The problem lay of course in what we were all busy guessing. Nichole's wealthy hero obviously guessed an enormous crock of gold somewhere. Greedy sod. He was already at least a two-Rolls man. Janie guessed I was wasting my time again when I should have been seducing her away from her posh hubby. Dandy Jack was guessing that his Burne-Jones drawing would settle his boozing bills for some time to come, and he was right. Always assuming he got better and those bouncy nurses let him loose.
'Manton.' He looked at me in silence. 'What,' I asked, 'am I guessing? That's the real problem, isn't it?'
They glanced at each other, then back at me. We all thought hard.
'You're right,' I said, got out my rusty old bike and hit the road. I had to pump its front tyre up first, this being the space age.
About three miles from my cottage tidal creeks begin. Low-lying estuaries, woods, sloping green fields, orchards and beautiful undulating countryside blending with the mighty blue ocean and getting on my wick, though not everybody sees sense like I do.
Even though it was quite early a couple of anglers were ruminating on the Infinite along the Goldhammer inlet, and some nut was trying to get the total boredom of the scene on canvas - tomorrow's antique. Or even today's? I pedalled past with a cheery greeting. The artist was pleased and shouted a good day, but the anglers were mad because a bicycle bell warns the fish away. I gave it a couple of extra rings.
Cheered by my day's good turn, I rode out onto the strood.
That's a road sticking out from the shore across a short reach of sea to an island. You can easily pass over when the sea's out but have to wade chest-deep when the tide's in. People who live on these low windswept islands have the times of the tides written out and stuck inside their car doors. Always assuming you have a car, I thought nastily.

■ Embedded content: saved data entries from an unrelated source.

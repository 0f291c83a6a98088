/**
 * Analytics Routes
 * Page visit tracking for the published site
 */
use axum::{
    extract::{ConnectInfo, State},
    http::{header, HeaderMap, StatusCode},
    response::{IntoResponse, Response},
    Json,
};
use serde::{Deserialize, Serialize};
use std::net::SocketAddr;
use uuid::Uuid;

use crate::db::models::NewPageVisit;
use crate::routes::ErrorResponse;
use crate::AppState;

const MAX_PAGE_LEN: usize = 2048;

/// Request body for POST /api/analytics/visit
#[derive(Debug, Deserialize, Serialize)]
pub struct TrackVisitRequest {
    pub page: String,
    pub session_id: Option<String>,
    pub referrer: Option<String>,
}

/// Response for POST /api/analytics/visit
#[derive(Debug, Serialize, Deserialize)]
pub struct TrackVisitResponse {
    pub success: bool,
    pub session_id: String,
}

fn header_str(headers: &HeaderMap, name: impl header::AsHeaderName) -> Option<String> {
    headers
        .get(name)
        .and_then(|v| v.to_str().ok())
        .map(str::trim)
        .filter(|v| !v.is_empty())
        .map(str::to_string)
}

/// Client address, preferring the first hop in `X-Forwarded-For`
fn client_ip(headers: &HeaderMap, addr: SocketAddr) -> String {
    header_str(headers, "x-forwarded-for")
        .and_then(|forwarded| forwarded.split(',').next().map(|ip| ip.trim().to_string()))
        .filter(|ip| !ip.is_empty())
        .unwrap_or_else(|| addr.ip().to_string())
}

/// POST /api/analytics/visit
pub async fn track_visit(
    State(state): State<AppState>,
    ConnectInfo(addr): ConnectInfo<SocketAddr>,
    headers: HeaderMap,
    Json(payload): Json<TrackVisitRequest>,
) -> Response {
    let page = payload.page.trim();
    if page.is_empty() || page.len() > MAX_PAGE_LEN {
        return (
            StatusCode::BAD_REQUEST,
            Json(ErrorResponse::with_message(
                "Invalid page",
                "Page must be a non-empty path",
            )),
        )
            .into_response();
    }

    let session_id = payload
        .session_id
        .filter(|s| !s.trim().is_empty())
        .unwrap_or_else(|| Uuid::new_v4().to_string());

    let visit = NewPageVisit {
        session_id,
        page: page.to_string(),
        user_agent: header_str(&headers, header::USER_AGENT),
        referrer: payload
            .referrer
            .or_else(|| header_str(&headers, header::REFERER)),
        ip_address: Some(client_ip(&headers, addr)),
    };

    match state.visits.record(visit).await {
        Ok(visit) => (
            StatusCode::CREATED,
            Json(TrackVisitResponse {
                success: true,
                session_id: visit.session_id,
            }),
        )
            .into_response(),
        Err(e) => {
            tracing::error!("Failed to record page visit: {}", e);
            (
                StatusCode::INTERNAL_SERVER_ERROR,
                Json(ErrorResponse::new("Failed to record visit")),
            )
                .into_response()
        }
    }
}

/// GET /api/analytics/summary
pub async fn visit_summary(State(state): State<AppState>) -> Response {
    match state.visits.summary().await {
        Ok(summary) => (StatusCode::OK, Json(summary)).into_response(),
        Err(e) => {
            tracing::error!("Failed to load visit summary: {}", e);
            (
                StatusCode::INTERNAL_SERVER_ERROR,
                Json(ErrorResponse::new("Database error")),
            )
                .into_response()
        }
    }
}
/**
 * Routes Module
 * API route handlers
 */
use serde::{Deserialize, Serialize};

pub mod analytics;
pub mod blocks;
pub mod health;

/// Error response
#[derive(Debug, Serialize, Deserialize)]
pub struct ErrorResponse {
    pub error: String,
    #[serde(skip_serializing_if = "Option::is_none")]
    pub message: Option<String>,
}

impl ErrorResponse {
    pub fn new(error: impl Into<String>) -> Self {
        Self {
            error: error.into(),
            message: None,
        }
    }

    pub fn with_message(error: impl Into<String>, message: impl Into<String>) -> Self {
        Self {
            error: error.into(),
            message: Some(message.into()),
        }
    }
}

/// Success response (for delete)
#[derive(Debug, Serialize, Deserialize)]
pub struct SuccessResponse {
    pub success: bool,
}
/*!
 * Logging Module
 * Subscriber setup and request logging
 */
pub mod config;
pub mod middleware;

pub use config::{LogConfig, LogLevel};

use std::io;
use tracing_appender::{non_blocking, non_blocking::WorkerGuard, rolling};
use tracing_subscriber::{fmt, layer::SubscriberExt, util::SubscriberInitExt, EnvFilter, Layer};

/// Install the global subscriber.
///
/// The returned guards flush the background writers when dropped, so the
/// caller must keep them alive until shutdown.
pub fn init(config: &LogConfig) -> Vec<WorkerGuard> {
    if let Err(e) = std::fs::create_dir_all(&config.directory) {
        eprintln!(
            "could not create log directory {}: {}",
            config.directory.display(),
            e
        );
    }

    let (file_writer, file_guard) = non_blocking(rolling::daily(&config.directory, "app.log"));
    let (error_writer, error_guard) = non_blocking(rolling::daily(&config.directory, "error.log"));
    let (console_writer, console_guard) = non_blocking(io::stdout());

    let env_filter = EnvFilter::try_from_default_env()
        .unwrap_or_else(|_| EnvFilter::new(config.filter_directives()));

    let subscriber = tracing_subscriber::registry().with(env_filter);
    let error_filter = tracing_subscriber::filter::LevelFilter::ERROR;

    if config.is_production() {
        let file_layer = fmt::layer()
            .json()
            .with_writer(file_writer)
            .with_target(true)
            .with_thread_ids(true)
            .with_file(true)
            .with_line_number(true);

        let error_layer = fmt::layer()
            .json()
            .with_writer(error_writer)
            .with_target(true)
            .with_file(true)
            .with_line_number(true)
            .with_filter(error_filter);

        let console_layer = fmt::layer()
            .json()
            .with_writer(console_writer)
            .with_target(false);

        subscriber
            .with(file_layer)
            .with(error_layer)
            .with(console_layer)
            .init();
    } else {
        let file_layer = fmt::layer()
            .with_writer(file_writer)
            .with_target(true)
            .with_file(true)
            .with_line_number(true)
            .with_ansi(false);

        let error_layer = fmt::layer()
            .with_writer(error_writer)
            .with_ansi(false)
            .with_filter(error_filter);

        let console_layer = fmt::layer()
            .with_writer(console_writer)
            .with_target(true)
            .pretty();

        subscriber
            .with(file_layer)
            .with(error_layer)
            .with(console_layer)
            .init();
    }

    tracing::info!(
        environment = %config.environment,
        level = %config.level,
        "Logging initialized"
    );

    vec![file_guard, error_guard, console_guard]
}
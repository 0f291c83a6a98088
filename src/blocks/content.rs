//! Block Content Model - typed content documents, one per block type.
//!
//! Documents are stored as JSON text. Every struct decodes with serde defaults
//! for missing fields and keeps keys it does not know in `extra`, so fields
//! written by newer editors survive a load/save cycle.

use lazy_static::lazy_static;
use regex::Regex;
use serde::{Deserialize, Deserializer, Serialize};
use serde_json::{Map, Value};
use std::collections::HashSet;

use super::error::BlockError;
use super::migrate::migrate;
use super::types::BlockType;

// ============================================================================
// Shared field types
// ============================================================================

#[derive(Debug, Clone, Copy, PartialEq, Eq, Default, Serialize, Deserialize)]
#[serde(rename_all = "lowercase")]
pub enum Alignment {
    #[default]
    Left,
    Center,
    Right,
}

#[derive(Debug, Clone, Copy, PartialEq, Eq, Default, Serialize, Deserialize)]
#[serde(rename_all = "lowercase")]
pub enum TextBoxKind {
    #[default]
    Input,
    Textarea,
}

/// A freely positioned run of text inside a hero or text block.
#[derive(Debug, Clone, PartialEq, Serialize, Deserialize)]
#[serde(default, rename_all = "camelCase")]
pub struct TextBox {
    pub id: String,
    #[serde(rename = "type")]
    pub kind: TextBoxKind,
    pub text: String,
    pub font_size: u32,
    pub font_weight: u32,
    pub color: String,
    pub text_align: Alignment,
    pub margin_bottom: u32,
    pub opacity: f64,
    pub line_height: f64,
    pub max_width: u32,
    #[serde(flatten)]
    pub extra: Map<String, Value>,
}

impl Default for TextBox {
    fn default() -> Self {
        Self {
            id: String::new(),
            kind: TextBoxKind::Input,
            text: String::new(),
            font_size: 16,
            font_weight: 400,
            color: "#111827".to_string(),
            text_align: Alignment::Left,
            margin_bottom: 16,
            opacity: 1.0,
            line_height: 1.5,
            max_width: 800,
            extra: Map::new(),
        }
    }
}
//! Bridge sessions and download grants.
//!
//! Both are single-use bearer tokens. A bridge session links an intent started on one device
//! to a request made by a second device that only knows the token. A download grant authorizes
//! exactly one direct download without exposing the file id in the link.

use chrono::{DateTime, Utc};
use serde::{Deserialize, Serialize};
use utoipa::ToSchema;
use uuid::Uuid;

/// What a bridge session hands off.
#[derive(Debug, Clone, Copy, PartialEq, Eq, Hash, Serialize, Deserialize, ToSchema)]
#[serde(rename_all = "lowercase")]
pub enum BridgeKind {
    /// A second device uploads a new file into the collection
    Upload,
    /// A second device downloads one existing file
    Download,
}

impl BridgeKind {
    pub fn as_str(&self) -> &'static str {
        match self {
            BridgeKind::Upload => "upload",
            BridgeKind::Download => "download",
        }
    }
}

#[derive(Debug, Clone, PartialEq, Eq)]
pub struct BridgeSession {
    pub token: String,
    pub kind: BridgeKind,
    /// Only set for download sessions. Lookup only; the file may be deleted independently.
    pub target_file_id: Option<Uuid>,
    pub created_at: DateTime<Utc>,
    pub expires_at: DateTime<Utc>,
    pub consumed: bool,
}

#[derive(Debug, Clone, PartialEq, Eq)]
pub struct DownloadGrant {
    pub token: String,
    pub file_id: Uuid,
    pub created_at: DateTime<Utc>,
    pub expires_at: DateTime<Utc>,
    pub consumed: bool,
}

/// Request to hand a file off to a second device
#[derive(Debug, Clone, Serialize, Deserialize, ToSchema)]
pub struct BridgeDownloadRequest {
    pub file_id: Uuid,
}

/// An issued bridge session, as shown to the initiating device
#[derive(Debug, Clone, Serialize, Deserialize, ToSchema)]
pub struct BridgeSessionResponse {
    pub token: String,
    pub kind: BridgeKind,
    /// Absolute URL the second device opens (encoded in the QR code)
    pub display_url: String,
    /// URL of the PNG QR code for `display_url`
    pub qr_url: String,
    pub expires_at: DateTime<Utc>,
}

/// An issued download grant
#[derive(Debug, Clone, Serialize, Deserialize, ToSchema)]
pub struct DownloadTokenResponse {
    pub token: String,
    /// Absolute single-use URL that streams the file
    pub download_url: String,
    pub expires_at: DateTime<Utc>,
}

There's a lifebelt hung on the wooden railing so you get the message. The North Sea's no pond.
This particular strood's about half a mile long. Three or four boats lay sprawled close to the roadway on the exposed mudflats among reed wisps. A couple of fishing ketches were standing out to sea in the cold light. But the boat I was heading for would never sail again. It came into view halfway across, a blue lifeboat converted for houseboat living and sensibly rammed as far as possible on the highest inlet out of the sea marshes.